BEGIN DATA FOR PROCESSING

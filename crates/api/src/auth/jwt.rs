//! JWT access-token generation and validation.
//!
//! Access tokens are HS256-signed JWTs carrying a [`Claims`] payload with
//! everything the request path needs to rebuild an [`Identity`] without a
//! database round trip.

use jsonwebtoken::{decode, encode, DecodingKey, EncodingKey, Header, Validation};
use serde::{Deserialize, Serialize};
use sirius_core::identity::Identity;
use sirius_core::types::DbId;
use uuid::Uuid;

/// JWT claims embedded in every access token.
#[derive(Debug, Serialize, Deserialize, Clone)]
pub struct Claims {
    /// Subject -- the user's internal database id.
    pub sub: DbId,
    pub username: String,
    pub email: String,
    /// Profile role in wire form (e.g. `"client"`, `"employee"`).
    pub role: String,
    /// Staff flag copied from the account row.
    pub staff: bool,
    /// Expiration time (UTC Unix timestamp).
    pub exp: i64,
    /// Issued-at time (UTC Unix timestamp).
    pub iat: i64,
    /// Unique token identifier (UUID v4) for audit.
    pub jti: String,
}

/// Configuration for JWT token generation and validation.
#[derive(Debug, Clone)]
pub struct JwtConfig {
    /// HMAC-SHA256 secret used to sign and verify tokens.
    pub secret: String,
    /// Access token lifetime in minutes (default: 480).
    pub access_token_expiry_mins: i64,
}

/// Default access token expiry in minutes (one working day).
const DEFAULT_ACCESS_EXPIRY_MINS: i64 = 480;

impl JwtConfig {
    /// Load JWT configuration from environment variables.
    ///
    /// | Env Var                  | Required | Default |
    /// |--------------------------|----------|---------|
    /// | `JWT_SECRET`             | **yes**  | --      |
    /// | `JWT_ACCESS_EXPIRY_MINS` | no       | `480`   |
    ///
    /// # Panics
    ///
    /// Panics if `JWT_SECRET` is not set or is empty.
    pub fn from_env() -> Self {
        let secret =
            std::env::var("JWT_SECRET").expect("JWT_SECRET must be set in the environment");
        assert!(!secret.is_empty(), "JWT_SECRET must not be empty");

        let access_token_expiry_mins: i64 = std::env::var("JWT_ACCESS_EXPIRY_MINS")
            .unwrap_or_else(|_| DEFAULT_ACCESS_EXPIRY_MINS.to_string())
            .parse()
            .expect("JWT_ACCESS_EXPIRY_MINS must be a valid i64");

        Self {
            secret,
            access_token_expiry_mins,
        }
    }
}

/// Generate an HS256 access token for the given identity.
///
/// The token contains the user id, username, email, role, staff flag, issue
/// time, expiration, and a unique `jti` claim.
pub fn generate_access_token(
    identity: &Identity,
    config: &JwtConfig,
) -> Result<String, jsonwebtoken::errors::Error> {
    let now = chrono::Utc::now().timestamp();
    let exp = now + config.access_token_expiry_mins * 60;

    let claims = Claims {
        sub: identity.user_id,
        username: identity.username.clone(),
        email: identity.email.clone(),
        role: identity.role.as_str().to_string(),
        staff: identity.staff,
        exp,
        iat: now,
        jti: Uuid::new_v4().to_string(),
    };

    encode(
        &Header::default(), // HS256
        &claims,
        &EncodingKey::from_secret(config.secret.as_bytes()),
    )
}

/// Validate and decode an access token, returning the embedded [`Claims`].
///
/// Validates the signature, expiration, and issued-at claims automatically.
pub fn validate_token(
    token: &str,
    config: &JwtConfig,
) -> Result<Claims, jsonwebtoken::errors::Error> {
    let token_data = decode::<Claims>(
        token,
        &DecodingKey::from_secret(config.secret.as_bytes()),
        &Validation::default(), // HS256, validates exp
    )?;
    Ok(token_data.claims)
}

#[cfg(test)]
mod tests {
    use super::*;
    use sirius_core::types::UserRole;

    /// Helper to build a test config with a known secret.
    fn test_config() -> JwtConfig {
        JwtConfig {
            secret: "test-secret-that-is-long-enough-for-hmac".to_string(),
            access_token_expiry_mins: 60,
        }
    }

    fn test_identity() -> Identity {
        Identity {
            user_id: 42,
            username: "mgonzalez".to_string(),
            email: "mgonzalez@example.cl".to_string(),
            staff: true,
            role: UserRole::Admin,
        }
    }

    #[test]
    fn test_generate_and_validate_access_token() {
        let config = test_config();
        let token = generate_access_token(&test_identity(), &config)
            .expect("token generation should succeed");

        let claims = validate_token(&token, &config).expect("token validation should succeed");
        assert_eq!(claims.sub, 42);
        assert_eq!(claims.username, "mgonzalez");
        assert_eq!(claims.email, "mgonzalez@example.cl");
        assert_eq!(claims.role, "admin");
        assert!(claims.staff);
        assert!(claims.exp > claims.iat);
        assert!(!claims.jti.is_empty());
    }

    #[test]
    fn test_expired_token_fails() {
        let config = test_config();

        // Manually create an already-expired token.
        // Use a margin well beyond the default 60-second leeway.
        let now = chrono::Utc::now().timestamp();
        let claims = Claims {
            sub: 1,
            username: "jvaldes".to_string(),
            email: "jvaldes@example.cl".to_string(),
            role: "employee".to_string(),
            staff: false,
            exp: now - 300,
            iat: now - 600,
            jti: Uuid::new_v4().to_string(),
        };

        let token = encode(
            &Header::default(),
            &claims,
            &EncodingKey::from_secret(config.secret.as_bytes()),
        )
        .expect("encoding should succeed");

        let result = validate_token(&token, &config);
        assert!(result.is_err(), "expired token must fail validation");
    }

    #[test]
    fn test_different_secrets_fail() {
        let config_a = JwtConfig {
            secret: "secret-alpha".to_string(),
            access_token_expiry_mins: 60,
        };
        let config_b = JwtConfig {
            secret: "secret-bravo".to_string(),
            access_token_expiry_mins: 60,
        };

        let token = generate_access_token(&test_identity(), &config_a)
            .expect("token generation should succeed");

        let result = validate_token(&token, &config_b);
        assert!(
            result.is_err(),
            "token signed with a different secret must fail"
        );
    }
}
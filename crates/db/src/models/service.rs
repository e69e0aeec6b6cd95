//! Service catalog model and DTOs.

use serde::{Deserialize, Serialize};
use sirius_core::types::{DbId, ServiceKind, Timestamp};
use sqlx::FromRow;

/// A service row from the `services` table.
#[derive(Debug, Clone, FromRow, Serialize)]
pub struct Service {
    pub id: DbId,
    pub name: String,
    #[sqlx(try_from = "String")]
    pub kind: ServiceKind,
    pub description: String,
    pub base_price: f64,
    pub active: bool,
    pub created_at: Timestamp,
}

/// Create/edit payload; `active` is owned by soft delete.
#[derive(Debug, Clone, Deserialize)]
pub struct ServiceInput {
    pub name: String,
    pub kind: ServiceKind,
    pub description: String,
    pub base_price: f64,
}
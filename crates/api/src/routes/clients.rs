//! Route definitions for the client registry.

use axum::routing::{get, post};
use axum::Router;

use crate::handlers::clients;
use crate::state::AppState;

/// Routes:
///
/// ```text
/// GET  /clientes/               -> list (paginated)
/// POST /clientes/crear/         -> create
/// POST /clientes/{id}/editar/   -> edit
/// POST /clientes/{id}/eliminar/ -> remove (staff only, soft)
/// ```
pub fn router() -> Router<AppState> {
    Router::new()
        .route("/clientes/", get(clients::list))
        .route("/clientes/crear/", post(clients::create))
        .route("/clientes/{id}/editar/", post(clients::edit))
        .route("/clientes/{id}/eliminar/", post(clients::remove))
}
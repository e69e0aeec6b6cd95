//! Shared application router builder.
//!
//! Provides [`build_app_router`] so both the production binary (`main.rs`)
//! and integration tests (`tests/common/mod.rs`) use the exact same
//! middleware stack.

use std::time::Duration;

use axum::http::header::{AUTHORIZATION, CONTENT_TYPE};
use axum::http::{HeaderName, Method, StatusCode};
use axum::Router;
use tower_http::catch_panic::CatchPanicLayer;
use tower_http::cors::CorsLayer;
use tower_http::request_id::{MakeRequestUuid, PropagateRequestIdLayer, SetRequestIdLayer};
use tower_http::timeout::TimeoutLayer;
use tower_http::trace::{DefaultMakeSpan, DefaultOnResponse, TraceLayer};
use tracing::Level;

use crate::config::ServerConfig;
use crate::routes;
use crate::state::AppState;

/// Build the full application [`Router`] with all middleware layers.
///
/// The middleware stack is applied bottom-up:
///
/// 1. CORS
/// 2. Set request ID on incoming requests
/// 3. Structured request/response tracing
/// 4. Propagate request ID to response
/// 5. Request timeout
/// 6. Panic recovery (catch panics, return 500)
pub fn build_app_router(state: AppState, config: &ServerConfig) -> Router {
    let cors = build_cors_layer(config);
    let request_id_header = HeaderName::from_static("x-request-id");

    Router::new()
        // Liveness probe.
        .merge(routes::health::router())
        // Business routes, mounted at the root.
        .merge(routes::app_routes())
        // -- Middleware stack (applied bottom-up) --
        // Panic recovery: catch panics and return 500.
        .layer(CatchPanicLayer::new())
        // Request timeout.
        .layer(TimeoutLayer::with_status_code(
            StatusCode::REQUEST_TIMEOUT,
            Duration::from_secs(config.request_timeout_secs),
        ))
        // Propagate request ID to response.
        .layer(PropagateRequestIdLayer::new(request_id_header.clone()))
        // Structured request/response tracing.
        .layer(
            TraceLayer::new_for_http()
                .make_span_with(DefaultMakeSpan::new().level(Level::INFO))
                .on_response(DefaultOnResponse::new().level(Level::INFO)),
        )
        // Set request ID on incoming requests.
        .layer(SetRequestIdLayer::new(request_id_header, MakeRequestUuid))
        // CORS.
        .layer(cors)
        // Shared state.
        .with_state(state)
}

/// Build the CORS middleware layer from server configuration.
///
/// Panics if any configured origin is invalid, so misconfiguration
/// fails at startup rather than at the first cross-origin request.
pub fn build_cors_layer(config: &ServerConfig) -> CorsLayer {
    let origins: Vec<_> = config
        .cors_origins
        .iter()
        .map(|o| {
            o.parse()
                .unwrap_or_else(|e| panic!("Invalid CORS origin '{o}': {e}"))
        })
        .collect();

    CorsLayer::new()
        .allow_origin(origins)
        // The route tree only uses GET and POST.
        .allow_methods([Method::GET, Method::POST])
        .allow_headers([CONTENT_TYPE, AUTHORIZATION])
        .allow_credentials(true)
        .max_age(Duration::from_secs(3600))
}
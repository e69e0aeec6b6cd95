//! Handlers for project incidents (`/incidencias/...`).

use axum::extract::{Path, Query, State};
use axum::http::StatusCode;
use axum::Json;
use chrono::Utc;
use sirius_core::error::CoreError;
use sirius_core::lifecycle::resolved_at_after;
use sirius_core::types::DbId;
use sirius_core::validate::validate_incident;
use sirius_db::models::incident::{CreateIncident, Incident, IncidentFilter, ResolveIncident};
use sirius_db::repositories::IncidentRepo;

use crate::error::{AppError, AppResult};
use crate::middleware::auth::AuthUser;
use crate::query::{page_window, PageParams, PAGE_SIZE};
use crate::response::Paginated;
use crate::state::AppState;

/// GET /incidencias/
///
/// One page of incidents, newest report first, after the optional
/// filters (project, kind, status, priority). Incident listings are
/// not role-scoped.
pub async fn list(
    State(state): State<AppState>,
    AuthUser(_identity): AuthUser,
    Query(filter): Query<IncidentFilter>,
    Query(params): Query<PageParams>,
) -> AppResult<Json<Paginated<Incident>>> {
    let total = IncidentRepo::count(&state.pool, &filter).await?;
    let (page, pages, offset) = page_window(total, params.page);
    let items = IncidentRepo::list(&state.pool, &filter, PAGE_SIZE, offset).await?;
    Ok(Json(Paginated {
        items,
        total,
        page,
        pages,
    }))
}

/// POST /incidencias/crear/
///
/// New incidents always start at status `open`; the reporter is the
/// authenticated caller.
pub async fn create(
    State(state): State<AppState>,
    AuthUser(identity): AuthUser,
    Json(input): Json<CreateIncident>,
) -> AppResult<(StatusCode, Json<Incident>)> {
    validate_incident(&input.title, &input.description)?;
    let incident = IncidentRepo::create(&state.pool, &input, identity.user_id).await?;
    tracing::info!(
        incident_id = incident.id,
        project_id = incident.project_id,
        user_id = identity.user_id,
        "Incident reported"
    );
    Ok((StatusCode::CREATED, Json(incident)))
}

/// POST /incidencias/{id}/resolver/
///
/// Any status may be submitted. Terminal statuses (`resolved`, `closed`)
/// stamp `resolved_at` with the current time, re-resolving included;
/// moving back to an open status keeps the previous stamp.
pub async fn resolve(
    State(state): State<AppState>,
    AuthUser(identity): AuthUser,
    Path(id): Path<DbId>,
    Json(input): Json<ResolveIncident>,
) -> AppResult<Json<Incident>> {
    let existing = IncidentRepo::find_by_id(&state.pool, id)
        .await?
        .ok_or(AppError::Core(CoreError::NotFound {
            entity: "Incident",
            id,
        }))?;
    let resolved_at = resolved_at_after(existing.resolved_at, input.status, Utc::now());
    let incident = IncidentRepo::resolve(&state.pool, id, input.status, &input.resolution, resolved_at)
        .await?
        .ok_or(AppError::Core(CoreError::NotFound {
            entity: "Incident",
            id,
        }))?;
    tracing::info!(
        incident_id = id,
        status = incident.status.as_str(),
        user_id = identity.user_id,
        "Incident resolution updated"
    );
    Ok(Json(incident))
}
//! Route definitions for budgets. No edit or delete: budgets are
//! append-only.

use axum::routing::{get, post};
use axum::Router;

use crate::handlers::budgets;
use crate::state::AppState;

/// Routes:
///
/// ```text
/// GET  /presupuestos/       -> list (scoped, paginated)
/// POST /presupuestos/crear/ -> create
/// GET  /presupuestos/{id}/  -> detail
/// ```
pub fn router() -> Router<AppState> {
    Router::new()
        .route("/presupuestos/", get(budgets::list))
        .route("/presupuestos/crear/", post(budgets::create))
        .route("/presupuestos/{id}/", get(budgets::detail))
}
pub mod accounts;
pub mod budgets;
pub mod calc;
pub mod clients;
pub mod health;
pub mod home;
pub mod incidents;
pub mod projects;
pub mod services;

use axum::Router;

use crate::state::AppState;

/// Build the business route tree. Paths are mounted at the root and
/// keep their trailing slashes.
///
/// Route hierarchy:
///
/// ```text
/// /                              dashboard (public, reduced when anonymous)
///
/// /registro/                     register account (public)
/// /login/                        login (public)
/// /perfil/                       own profile (GET show, POST update)
///
/// /clientes/                     list clients (paginated)
/// /clientes/crear/               create client
/// /clientes/{id}/editar/         edit client
/// /clientes/{id}/eliminar/       deactivate client (staff only)
///
/// /servicios/                    list active services
/// /servicios/crear/              create service (staff only)
/// /servicios/{id}/editar/        edit service
/// /servicios/{id}/eliminar/      deactivate service (staff only)
///
/// /proyectos/                    list projects (scoped, filtered, paginated)
/// /proyectos/crear/              create project
/// /proyectos/exportar-excel/     spreadsheet download (scoped, filtered)
/// /proyectos/exportar-pdf/       PDF download (scoped snapshot)
/// /proyectos/{id}/               project detail with linked collections
/// /proyectos/{id}/editar/        edit project
///
/// /presupuestos/                 list budgets (scoped, paginated)
/// /presupuestos/crear/           create budget (auto-numbered)
/// /presupuestos/{id}/            budget detail
///
/// /incidencias/                  list incidents (filtered, paginated)
/// /incidencias/crear/            report incident
/// /incidencias/{id}/resolver/    update resolution status
///
/// /ajax/calcular-total/          budget total preview (POST)
/// ```
pub fn app_routes() -> Router<AppState> {
    Router::new()
        .merge(home::router())
        .merge(accounts::router())
        .merge(clients::router())
        .merge(services::router())
        .merge(projects::router())
        .merge(budgets::router())
        .merge(incidents::router())
        .merge(calc::router())
}
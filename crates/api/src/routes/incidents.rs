//! Route definitions for project incidents. Incidents have no detail
//! page; the listing and the project detail carry them.

use axum::routing::{get, post};
use axum::Router;

use crate::handlers::incidents;
use crate::state::AppState;

/// Routes:
///
/// ```text
/// GET  /incidencias/                -> list (filtered, paginated)
/// POST /incidencias/crear/          -> create
/// POST /incidencias/{id}/resolver/  -> resolve
/// ```
pub fn router() -> Router<AppState> {
    Router::new()
        .route("/incidencias/", get(incidents::list))
        .route("/incidencias/crear/", post(incidents::create))
        .route("/incidencias/{id}/resolver/", post(incidents::resolve))
}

END DATA FOR PROCESSING

Identify how many lines in the entries above contain the word "username" and provide only that figure.

ANSWER TO THIS TASK: 6